Maria Vitalina leal de Matos, Tópicos para Uma Leitura de Os lusíadas, Editorial Verbo,
Lisboa, 2003
O Homem, «bicho da terra» tão pequeno, conseguiu conquistar o mar que o transcendia - espaço de transgressão -, vencendo as forças, personificadas pelos Deuses. Conseguiu isso pela ousadia, pelo estudo, pelo sacrifício, por querer superar-se a si próprio e ser «mais alto» e ir «mais longe». Os homens tornam-se deuses, fazendo cair do pedestal as antigas divindades. A recepção dos nautas pelas ninfas significa a confirmação dos receios de Baco: de facto, os navegantes cometeram actos tão grandiosos que se tornam amados pelos deuses; e, de certo modo, divinizam-se também. Temos aqui um mito construído com elementos da cultura greco- latina, mas elaborado para o efeito específico que o autor visa. Oue diz esse mito? Reconhece a importância excepcional do acontecimento nuclear do poema -a Viagem de Descoberta do Caminho Marítimo para a Índia. A viagem é física, humanista, geográfica e poética. A euforia leva à epopeia como forma elevada de imortalizar os heróis da aventura.

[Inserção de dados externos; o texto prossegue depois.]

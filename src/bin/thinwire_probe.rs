use std::{error::Error, path::PathBuf, time::Duration};

use clap::Parser;
use thinwire::{
    ClientConfig, Connection, ConnectionListeners,
    config::{TlsConfig, TransportOptions},
};

/// Connects to a server node, reports the negotiated protocol and optionally sends one
/// operation with an empty payload.
#[derive(Debug, Parser)]
#[command(version, about, long_about = None)]
struct Cli {
    /// Server endpoint, `host[:port]` or `[ipv6][:port]`
    endpoint: String,
    /// Wrap the connection in TLS
    #[arg(long)]
    tls: bool,
    /// Extra PEM bundle of trusted certificates (implies --tls)
    #[arg(long)]
    ca_file: Option<PathBuf>,
    /// Name to verify the server certificate against (implies --tls)
    #[arg(long)]
    server_name: Option<String>,
    #[arg(short, long)]
    username: Option<String>,
    #[arg(short, long, requires = "username")]
    password: Option<String>,
    /// Connect timeout in seconds
    #[arg(long, default_value_t = 10)]
    timeout: u64,
    /// Operation code to send after connecting
    #[arg(long)]
    op: Option<i16>,
}

fn main() -> Result<(), Box<dyn Error>> {
    env_logger::init();

    let cli = Cli::parse();

    let mut config = ClientConfig::default().with_transport(TransportOptions {
        connect_timeout: Duration::from_secs(cli.timeout),
        ..TransportOptions::default()
    });
    if let Some(username) = cli.username {
        config = config.with_credentials(username, cli.password.unwrap_or_default());
    }
    if cli.tls || cli.ca_file.is_some() || cli.server_name.is_some() {
        config = config.with_tls(TlsConfig {
            ca_file: cli.ca_file,
            server_name: cli.server_name,
        });
    }

    let listeners = ConnectionListeners::default()
        .on_disconnect(|conn, err| match err {
            Some(e) => eprintln!("connection to {} lost: {e}", conn.endpoint()),
            None => eprintln!("connection to {} closed by server", conn.endpoint()),
        })
        .on_affinity_topology_change(|version| println!("affinity topology: {version}"));

    let conn = Connection::new(&cli.endpoint, config, listeners)?;
    conn.connect()?;

    println!("endpoint: {}", conn.endpoint());
    println!("protocol: {}", conn.protocol_version());
    match conn.node_id() {
        Some(node_id) => println!("node: {node_id}"),
        None => println!("node: unknown"),
    }

    if let Some(op) = cli.op {
        let payload = conn.send_request(op, |_| Ok(()), |payload| Ok(payload.remaining()))?;
        println!("op {op}: {payload} payload bytes");
    }

    conn.disconnect();
    Ok(())
}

Mais do que explorar os mares, a viagem traduz em si mesma a contínua procura de verdade, pois é sempre mais belo viajar do que chegar. Desta viagem resulta a passagem do conhecido para o desconhecido, das trevas para a luz, de uma ideologia confinada para outras e diversas realidades. Os olhos dos eleitos que viram o raiar da aurora e a água pura das fontes ou que tiveram o privilégio de contemplar a «máquina do Mundo» exprimem a metáfora da luz numa nova época do conhecimento. O deslumbramento dos nautas pelo erotismo da «ilha» simbolizará também a necessidade de uma comunhão dos homens com o divino na procura da suprema harmonia.
Assim se consubstancia a narrativa que na Ilha dos Amores revelará ao mundo que a única via para o Futuro é o Amor e o Conhecimento. A superação advém dessa interiorização, dos perigos e contrariedades. «Vede» -depois de tantos e tantos perigos, chegámos aqui para voltar com o conhecimento. A descoberta verdadeira foi que o caminho marítimo (ou terreno) é através do Amor e do Conhecimento. O desconhecido torna-se conhecido e o mistério é desvendado, os nautas divinizados.